### Activity:
Reproduce the whole listing, keeping each line as it is.

### Task data:
+++++

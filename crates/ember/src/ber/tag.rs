use std::fmt;

#[derive(Debug, Clone, Copy, PartialEq, Eq, Hash)]
pub enum TagClass {
    Universal,
    Application,
    Context,
    Private,
}

impl TagClass {
    pub(crate) fn bits(self) -> u8 {
        match self {
            TagClass::Universal => 0x00,
            TagClass::Application => 0x40,
            TagClass::Context => 0x80,
            TagClass::Private => 0xC0,
        }
    }

    pub(crate) fn from_bits(byte: u8) -> Self {
        match byte & 0xC0 {
            0x00 => TagClass::Universal,
            0x40 => TagClass::Application,
            0x80 => TagClass::Context,
            _ => TagClass::Private,
        }
    }
}

#[derive(Debug, Clone, Copy, PartialEq, Eq, Hash)]
pub struct Tag {
    pub class: TagClass,
    pub constructed: bool,
    pub number: u32,
}

impl Tag {
    pub const BOOLEAN: Tag = Tag::universal(1);
    pub const INTEGER: Tag = Tag::universal(2);
    pub const OCTET_STRING: Tag = Tag::universal(4);
    pub const NULL: Tag = Tag::universal(5);
    pub const REAL: Tag = Tag::universal(9);
    pub const UTF8_STRING: Tag = Tag::universal(12);
    pub const RELATIVE_OID: Tag = Tag::universal(13);
    pub const SEQUENCE: Tag = Tag {
        class: TagClass::Universal,
        constructed: true,
        number: 16,
    };
    pub const SET: Tag = Tag {
        class: TagClass::Universal,
        constructed: true,
        number: 17,
    };

    pub const fn universal(number: u32) -> Self {
        Self {
            class: TagClass::Universal,
            constructed: false,
            number,
        }
    }

    /// Application tags in Glow always wrap a constructed sequence.
    pub const fn application(number: u32) -> Self {
        Self {
            class: TagClass::Application,
            constructed: true,
            number,
        }
    }

    /// Context tags are explicit, so they are constructed too.
    pub const fn context(number: u32) -> Self {
        Self {
            class: TagClass::Context,
            constructed: true,
            number,
        }
    }

    /// Compares class and number, ignoring the constructed bit.
    #[inline]
    pub fn matches(&self, other: Tag) -> bool {
        self.class == other.class && self.number == other.number
    }

    #[inline]
    pub fn is_context(&self, number: u32) -> bool {
        self.class == TagClass::Context && self.number == number
    }

    #[inline]
    pub fn is_application(&self, number: u32) -> bool {
        self.class == TagClass::Application && self.number == number
    }
}

impl fmt::Display for Tag {
    fn fmt(&self, f: &mut fmt::Formatter<'_>) -> fmt::Result {
        let class = match self.class {
            TagClass::Universal => "UNIVERSAL",
            TagClass::Application => "APPLICATION",
            TagClass::Context => "CONTEXT",
            TagClass::Private => "PRIVATE",
        };
        write!(f, "{}({})", class, self.number)
    }
}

+++++

### Written solution:
filename crates/ember/src/ber/tag.rs
use std::fmt;

#[derive(Debug, Clone, Copy, PartialEq, Eq, Hash)]
pub enum TagClass {
    Universal,
    Application,
    Context,
    Private,
}

impl TagClass {
    pub(crate) fn bits(self) -> u8 {
        match self {
            TagClass::Universal => 0x00,
            TagClass::Application => 0x40,
            TagClass::Context => 0x80,
            TagClass::Private => 0xC0,
        }
    }

    pub(crate) fn from_bits(byte: u8) -> Self {
        match byte & 0xC0 {
            0x00 => TagClass::Universal,
            0x40 => TagClass::Application,
            0x80 => TagClass::Context,
            _ => TagClass::Private,
        }
    }
}

#[derive(Debug, Clone, Copy, PartialEq, Eq, Hash)]
pub struct Tag {
    pub class: TagClass,
    pub constructed: bool,
    pub number: u32,
}

impl Tag {
    pub const BOOLEAN: Tag = Tag::universal(1);
    pub const INTEGER: Tag = Tag::universal(2);
    pub const OCTET_STRING: Tag = Tag::universal(4);
    pub const NULL: Tag = Tag::universal(5);
    pub const REAL: Tag = Tag::universal(9);
    pub const UTF8_STRING: Tag = Tag::universal(12);
    pub const RELATIVE_OID: Tag = Tag::universal(13);
    pub const SEQUENCE: Tag = Tag {
        class: TagClass::Universal,
        constructed: true,
        number: 16,
    };
    pub const SET: Tag = Tag {
        class: TagClass::Universal,
        constructed: true,
        number: 17,
    };

    pub const fn universal(number: u32) -> Self {
        Self {
            class: TagClass::Universal,
            constructed: false,
            number,
        }
    }

    /// Application tags in Glow always wrap a constructed sequence.
    pub const fn application(number: u32) -> Self {
        Self {
            class: TagClass::Application,
            constructed: true,
            number,
        }
    }

    /// Context tags are explicit, so they are constructed too.
    pub const fn context(number: u32) -> Self {
        Self {
            class: TagClass::Context,
            constructed: true,
            number,
        }
    }

    /// Compares class and number, ignoring the constructed bit.
    #[inline]
    pub fn matches(&self, other: Tag) -> bool {
        self.class == other.class && self.number == other.number
    }

    #[inline]
    pub fn is_context(&self, number: u32) -> bool {
        self.class == TagClass::Context && self.number == number
    }

    #[inline]
    pub fn is_application(&self, number: u32) -> bool {
        self.class == TagClass::Application && self.number == number
    }
}

impl fmt::Display for Tag {
    fn fmt(&self, f: &mut fmt::Formatter<'_>) -> fmt::Result {
        let class = match self.class {
            TagClass::Universal => "UNIVERSAL",
            TagClass::Application => "APPLICATION",
            TagClass::Context => "CONTEXT",
            TagClass::Private => "PRIVATE",
        };
        write!(f, "{}({})", class, self.number)
    }
}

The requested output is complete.